À Kakolokelwa, dans le territoire de Mwenga, le simple fait d’aller travailler aux champs est devenu un casse-tête pour les femmes. Un conseil local de sécurité, tenu ce week-end dans la chefferie de Wamuzimu, a décidé d’imposer des horaires stricts : les femmes ne peuvent désormais aller aux champs qu’entre 7h et 7h30, et doivent impérativement rentrer avant 15h. Tout retard sera puni par une amende de 50 000 à 200 000 francs congolais.
Cette décision découle de plaintes des hommes accusant les femmes de rentrer « trop tard » des champs et de retarder ainsi les repas familiaux.
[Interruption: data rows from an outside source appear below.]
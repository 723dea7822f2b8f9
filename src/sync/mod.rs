//! Cart change synchronization
//!
//! A page-wide, payload-free "cart changed" signal. Fragments that cannot
//! share a store instance subscribe here and reload the cart from storage
//! when signalled. Signals queue up on [`SyncChannel::notify`] and reach
//! subscribers on the next [`SyncChannel::pump`], never inside the mutating
//! call itself.

use std::{
    collections::VecDeque,
    fmt::{Debug, Display, Formatter, Result as FmtResult},
    sync::{Arc, Mutex, MutexGuard, PoisonError},
};

use slotmap::{SlotMap, new_key_type};
use smallvec::SmallVec;
use tracing::trace;

pub mod poller;

pub use poller::{DEFAULT_POLL_INTERVAL, StoragePoller};

/// Name of the cart change signal.
pub const CART_CHANGED_EVENT: &str = "cart-updated";

new_key_type! {
    /// Subscription key
    pub struct SubscriptionKey;
}

/// What raised a change signal. Informational only: handlers reload either way.
#[derive(Debug, Clone, Copy, PartialEq, Eq, Hash)]
pub enum ChangeOrigin {
    /// A store in this page mutated the cart.
    Local,

    /// Another tab wrote the cart key.
    Storage,

    /// The polling backstop saw the stored cart change.
    Poll,
}

impl Display for ChangeOrigin {
    fn fmt(&self, f: &mut Formatter<'_>) -> FmtResult {
        let origin = match self {
            Self::Local => "local",
            Self::Storage => "storage",
            Self::Poll => "poll",
        };

        f.write_str(origin)
    }
}

type Handler = Arc<dyn Fn(ChangeOrigin) + Send + Sync>;

#[derive(Default)]
struct Inner {
    subscribers: SlotMap<SubscriptionKey, Handler>,
    pending: VecDeque<ChangeOrigin>,
}

/// Broadcast channel for cart change signals.
///
/// Clones share the same subscribers and queue.
#[derive(Clone, Default)]
pub struct SyncChannel {
    inner: Arc<Mutex<Inner>>,
}

impl SyncChannel {
    /// Creates a channel with no subscribers.
    pub fn new() -> Self {
        Self::default()
    }

    /// Queues a change signal raised by this page.
    pub fn notify(&self) {
        self.notify_from(ChangeOrigin::Local);
    }

    /// Queues a change signal from the given origin.
    pub fn notify_from(&self, origin: ChangeOrigin) {
        self.lock().pending.push_back(origin);
    }

    /// Registers a handler, called once per delivered signal.
    pub fn subscribe(
        &self,
        handler: impl Fn(ChangeOrigin) + Send + Sync + 'static,
    ) -> SubscriptionKey {
        self.lock().subscribers.insert(Arc::new(handler))
    }

    /// Removes a handler, returning `true` if it was registered.
    pub fn unsubscribe(&self, key: SubscriptionKey) -> bool {
        self.lock().subscribers.remove(key).is_some()
    }

    /// Number of registered handlers.
    pub fn subscriber_count(&self) -> usize {
        self.lock().subscribers.len()
    }

    /// Number of signals waiting for the next pump.
    pub fn pending(&self) -> usize {
        self.lock().pending.len()
    }

    /// Delivers every queued signal to the current subscribers.
    ///
    /// Handlers run without the channel locked, so they may subscribe,
    /// unsubscribe or notify; signals they raise wait for the next pump.
    /// Returns the number of signals delivered.
    pub fn pump(&self) -> usize {
        let (signals, handlers) = {
            let mut inner = self.lock();

            let signals: SmallVec<[ChangeOrigin; 4]> = inner.pending.drain(..).collect();
            let handlers: SmallVec<[Handler; 8]> =
                inner.subscribers.values().map(Arc::clone).collect();

            (signals, handlers)
        };

        for origin in &signals {
            trace!(event = CART_CHANGED_EVENT, %origin, subscribers = handlers.len(), "delivering");

            for handler in &handlers {
                handler(*origin);
            }
        }

        signals.len()
    }

    fn lock(&self) -> MutexGuard<'_, Inner> {
        self.inner.lock().unwrap_or_else(PoisonError::into_inner)
    }
}

impl Debug for SyncChannel {
    fn fmt(&self, f: &mut Formatter<'_>) -> FmtResult {
        let inner = self.lock();

        f.debug_struct("SyncChannel")
            .field("subscribers", &inner.subscribers.len())
            .field("pending", &inner.pending)
            .finish()
    }
}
Pour faire appliquer cette règle, les Wazalendo signaleront la rentrée des champs par un sifflet, et certaines femmes sont déjà détenues dans le cachot de Kakolokelwa pour avoir bravé cette mesure arbitraire.
Les groupements les plus touchés par cette mesure sont : Bakute, Bagezi, Balinzi et Banampute, pour ne citer que ceux-là.
Pour les défenseurs des droits humains, cette mesure constitue une violation flagrante des droits des femmes et encourage des violences basées sur le genre, pourtant interdites par les lois en vigueur en Rdc.
Une majorité de la population locale rejette également cette décision, la qualifiant d’anticonstitutionnelle et humiliante.
Dans ce coin du Sud-Kivu, travailler au champ, un droit fondamental et essentiel pour la survie des familles, est devenu un acte de courage. Les femmes de Kakolokelwa vivent désormais sous la pression d’un pouvoir local qui prétend “protéger l’ordre”, mais qui piétine leur dignité et leur liberté.